■ Required action ■
Return only what lies between the first line of the entries and the line containing "buf.write_i32::<LittleEndian>(meta.step).unwrap();", both lines included.

■ Stored data ■
------

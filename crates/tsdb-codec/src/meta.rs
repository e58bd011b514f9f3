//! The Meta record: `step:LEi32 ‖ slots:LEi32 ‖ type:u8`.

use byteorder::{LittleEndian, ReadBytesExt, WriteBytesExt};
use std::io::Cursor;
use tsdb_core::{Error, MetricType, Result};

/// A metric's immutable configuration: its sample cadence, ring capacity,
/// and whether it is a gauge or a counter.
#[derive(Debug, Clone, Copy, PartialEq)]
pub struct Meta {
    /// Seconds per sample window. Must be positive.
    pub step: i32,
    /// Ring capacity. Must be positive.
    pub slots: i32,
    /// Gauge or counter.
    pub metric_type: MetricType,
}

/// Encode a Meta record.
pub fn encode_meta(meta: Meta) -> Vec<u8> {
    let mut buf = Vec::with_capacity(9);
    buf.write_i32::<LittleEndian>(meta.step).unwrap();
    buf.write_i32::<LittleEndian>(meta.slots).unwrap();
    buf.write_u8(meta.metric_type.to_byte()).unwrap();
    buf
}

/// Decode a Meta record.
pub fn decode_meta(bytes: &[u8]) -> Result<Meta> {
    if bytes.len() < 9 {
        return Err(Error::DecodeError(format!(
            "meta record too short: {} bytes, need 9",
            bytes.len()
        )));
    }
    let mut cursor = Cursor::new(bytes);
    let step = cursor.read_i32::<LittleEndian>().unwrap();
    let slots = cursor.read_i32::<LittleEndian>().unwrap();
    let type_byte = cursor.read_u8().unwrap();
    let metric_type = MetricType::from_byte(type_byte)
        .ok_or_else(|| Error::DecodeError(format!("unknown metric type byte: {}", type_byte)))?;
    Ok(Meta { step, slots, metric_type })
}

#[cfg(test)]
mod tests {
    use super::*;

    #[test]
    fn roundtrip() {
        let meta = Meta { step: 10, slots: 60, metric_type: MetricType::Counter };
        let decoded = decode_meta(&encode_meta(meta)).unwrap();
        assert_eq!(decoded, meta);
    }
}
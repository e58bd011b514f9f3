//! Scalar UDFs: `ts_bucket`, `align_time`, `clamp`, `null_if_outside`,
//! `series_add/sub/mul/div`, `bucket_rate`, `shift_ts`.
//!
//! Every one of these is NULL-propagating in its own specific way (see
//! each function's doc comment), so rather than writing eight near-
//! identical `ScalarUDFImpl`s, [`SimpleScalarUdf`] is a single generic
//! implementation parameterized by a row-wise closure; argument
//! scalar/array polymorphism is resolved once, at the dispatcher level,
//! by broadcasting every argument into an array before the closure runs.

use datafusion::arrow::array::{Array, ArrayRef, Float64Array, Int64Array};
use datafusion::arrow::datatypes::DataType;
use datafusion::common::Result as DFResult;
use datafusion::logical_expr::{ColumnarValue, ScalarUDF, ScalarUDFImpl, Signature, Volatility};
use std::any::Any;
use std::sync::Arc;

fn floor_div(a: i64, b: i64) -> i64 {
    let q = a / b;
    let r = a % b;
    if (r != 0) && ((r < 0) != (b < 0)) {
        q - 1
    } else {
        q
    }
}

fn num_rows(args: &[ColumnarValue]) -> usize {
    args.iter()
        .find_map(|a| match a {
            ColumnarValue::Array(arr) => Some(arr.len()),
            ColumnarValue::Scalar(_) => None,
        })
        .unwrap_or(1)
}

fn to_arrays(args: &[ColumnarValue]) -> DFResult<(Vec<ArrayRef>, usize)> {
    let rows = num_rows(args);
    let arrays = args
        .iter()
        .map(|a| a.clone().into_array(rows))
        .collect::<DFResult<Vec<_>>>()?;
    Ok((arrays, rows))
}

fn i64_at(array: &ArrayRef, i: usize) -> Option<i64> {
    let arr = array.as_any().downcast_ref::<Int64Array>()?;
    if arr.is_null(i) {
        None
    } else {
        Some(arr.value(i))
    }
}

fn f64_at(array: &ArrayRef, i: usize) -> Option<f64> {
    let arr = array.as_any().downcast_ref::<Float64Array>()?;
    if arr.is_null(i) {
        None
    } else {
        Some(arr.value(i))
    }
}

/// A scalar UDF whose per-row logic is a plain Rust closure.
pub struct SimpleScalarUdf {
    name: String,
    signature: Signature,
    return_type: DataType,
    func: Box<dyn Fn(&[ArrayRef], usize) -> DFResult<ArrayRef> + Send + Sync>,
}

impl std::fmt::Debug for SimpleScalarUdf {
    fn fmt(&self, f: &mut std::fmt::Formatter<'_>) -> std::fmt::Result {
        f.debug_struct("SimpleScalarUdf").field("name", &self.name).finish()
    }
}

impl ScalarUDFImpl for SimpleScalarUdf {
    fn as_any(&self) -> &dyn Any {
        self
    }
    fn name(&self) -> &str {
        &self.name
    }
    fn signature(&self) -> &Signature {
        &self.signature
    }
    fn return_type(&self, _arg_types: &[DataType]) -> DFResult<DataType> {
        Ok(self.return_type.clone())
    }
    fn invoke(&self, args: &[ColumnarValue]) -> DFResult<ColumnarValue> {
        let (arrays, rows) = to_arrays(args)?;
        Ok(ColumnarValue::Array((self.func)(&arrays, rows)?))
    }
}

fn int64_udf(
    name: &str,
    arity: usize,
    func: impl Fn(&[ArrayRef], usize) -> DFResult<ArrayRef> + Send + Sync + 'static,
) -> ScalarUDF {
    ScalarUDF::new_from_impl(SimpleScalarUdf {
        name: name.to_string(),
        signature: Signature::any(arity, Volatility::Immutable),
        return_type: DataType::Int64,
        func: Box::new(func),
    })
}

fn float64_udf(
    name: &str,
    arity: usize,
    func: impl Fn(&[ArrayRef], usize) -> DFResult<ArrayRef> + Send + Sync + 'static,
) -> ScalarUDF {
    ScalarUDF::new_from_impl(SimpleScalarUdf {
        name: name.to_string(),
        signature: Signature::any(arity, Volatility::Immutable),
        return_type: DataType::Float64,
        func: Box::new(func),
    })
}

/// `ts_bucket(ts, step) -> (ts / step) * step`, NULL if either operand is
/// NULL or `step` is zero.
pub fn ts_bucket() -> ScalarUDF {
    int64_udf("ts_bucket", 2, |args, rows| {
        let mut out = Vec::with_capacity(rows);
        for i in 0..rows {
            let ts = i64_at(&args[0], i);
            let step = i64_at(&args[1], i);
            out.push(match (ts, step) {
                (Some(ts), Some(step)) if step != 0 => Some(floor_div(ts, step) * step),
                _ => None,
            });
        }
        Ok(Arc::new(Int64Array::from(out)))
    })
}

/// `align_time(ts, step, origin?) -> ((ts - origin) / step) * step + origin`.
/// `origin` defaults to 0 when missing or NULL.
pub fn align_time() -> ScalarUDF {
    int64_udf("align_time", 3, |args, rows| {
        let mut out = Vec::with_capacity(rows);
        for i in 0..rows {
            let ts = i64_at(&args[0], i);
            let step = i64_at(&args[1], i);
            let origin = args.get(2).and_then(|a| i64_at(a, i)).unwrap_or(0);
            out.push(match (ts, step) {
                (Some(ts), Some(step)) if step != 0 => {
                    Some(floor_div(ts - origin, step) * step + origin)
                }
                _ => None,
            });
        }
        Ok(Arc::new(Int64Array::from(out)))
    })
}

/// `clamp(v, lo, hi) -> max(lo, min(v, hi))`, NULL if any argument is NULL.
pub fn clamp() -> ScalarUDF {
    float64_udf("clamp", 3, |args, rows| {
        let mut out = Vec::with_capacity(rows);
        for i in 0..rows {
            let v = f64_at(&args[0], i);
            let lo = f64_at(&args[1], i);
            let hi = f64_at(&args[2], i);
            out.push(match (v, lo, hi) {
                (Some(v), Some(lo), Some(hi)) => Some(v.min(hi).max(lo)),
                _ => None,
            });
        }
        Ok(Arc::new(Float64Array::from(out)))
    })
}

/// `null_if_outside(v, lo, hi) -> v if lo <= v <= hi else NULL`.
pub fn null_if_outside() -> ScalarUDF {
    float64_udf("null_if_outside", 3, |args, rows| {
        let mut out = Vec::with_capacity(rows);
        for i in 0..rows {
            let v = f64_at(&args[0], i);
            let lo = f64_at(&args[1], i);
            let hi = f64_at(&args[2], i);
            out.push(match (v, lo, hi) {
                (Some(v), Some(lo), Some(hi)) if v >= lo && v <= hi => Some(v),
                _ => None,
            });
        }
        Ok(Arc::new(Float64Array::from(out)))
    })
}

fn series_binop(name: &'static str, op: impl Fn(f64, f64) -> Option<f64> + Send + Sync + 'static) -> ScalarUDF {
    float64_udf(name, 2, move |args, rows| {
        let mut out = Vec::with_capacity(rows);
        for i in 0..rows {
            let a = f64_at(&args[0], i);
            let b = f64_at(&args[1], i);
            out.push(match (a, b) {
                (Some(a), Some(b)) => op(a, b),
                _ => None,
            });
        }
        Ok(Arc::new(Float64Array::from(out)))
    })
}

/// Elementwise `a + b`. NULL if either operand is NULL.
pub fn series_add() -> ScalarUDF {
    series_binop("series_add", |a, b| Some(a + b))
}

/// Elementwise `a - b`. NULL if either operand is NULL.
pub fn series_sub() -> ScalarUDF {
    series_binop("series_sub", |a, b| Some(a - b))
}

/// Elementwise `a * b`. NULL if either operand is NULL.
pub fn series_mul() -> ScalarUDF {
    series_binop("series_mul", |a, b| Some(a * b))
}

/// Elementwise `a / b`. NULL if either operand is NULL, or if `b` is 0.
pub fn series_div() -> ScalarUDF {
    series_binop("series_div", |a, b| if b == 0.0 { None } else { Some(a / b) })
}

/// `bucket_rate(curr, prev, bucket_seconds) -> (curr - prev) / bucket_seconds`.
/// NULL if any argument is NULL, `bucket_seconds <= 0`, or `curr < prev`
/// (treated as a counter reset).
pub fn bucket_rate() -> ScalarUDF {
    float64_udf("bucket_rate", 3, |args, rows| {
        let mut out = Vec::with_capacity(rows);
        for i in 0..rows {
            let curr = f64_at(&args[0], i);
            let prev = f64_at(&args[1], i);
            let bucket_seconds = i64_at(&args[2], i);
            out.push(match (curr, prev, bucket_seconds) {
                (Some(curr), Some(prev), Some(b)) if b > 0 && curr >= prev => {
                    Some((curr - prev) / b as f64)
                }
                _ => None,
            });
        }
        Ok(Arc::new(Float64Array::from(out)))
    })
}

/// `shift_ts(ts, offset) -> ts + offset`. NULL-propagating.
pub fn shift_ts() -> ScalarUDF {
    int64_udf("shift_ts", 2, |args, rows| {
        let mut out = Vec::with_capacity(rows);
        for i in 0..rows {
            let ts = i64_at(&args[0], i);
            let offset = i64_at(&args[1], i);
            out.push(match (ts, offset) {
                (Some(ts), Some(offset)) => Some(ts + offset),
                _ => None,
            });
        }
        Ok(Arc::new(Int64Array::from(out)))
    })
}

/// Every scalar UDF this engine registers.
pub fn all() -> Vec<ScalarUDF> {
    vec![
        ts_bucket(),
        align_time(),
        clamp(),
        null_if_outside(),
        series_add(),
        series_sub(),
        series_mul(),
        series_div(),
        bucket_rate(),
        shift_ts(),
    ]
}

------

■ Solution below ■
filename crates/tsdb-codec/src/meta.rs
repository e58bd011b514f9f3
//! The Meta record: `step:LEi32 ‖ slots:LEi32 ‖ type:u8`.

use byteorder::{LittleEndian, ReadBytesExt, WriteBytesExt};
use std::io::Cursor;
use tsdb_core::{Error, MetricType, Result};

/// A metric's immutable configuration: its sample cadence, ring capacity,
/// and whether it is a gauge or a counter.
#[derive(Debug, Clone, Copy, PartialEq)]
pub struct Meta {
    /// Seconds per sample window. Must be positive.
    pub step: i32,
    /// Ring capacity. Must be positive.
    pub slots: i32,
    /// Gauge or counter.
    pub metric_type: MetricType,
}

/// Encode a Meta record.
pub fn encode_meta(meta: Meta) -> Vec<u8> {
    let mut buf = Vec::with_capacity(9);
    buf.write_i32::<LittleEndian>(meta.step).unwrap();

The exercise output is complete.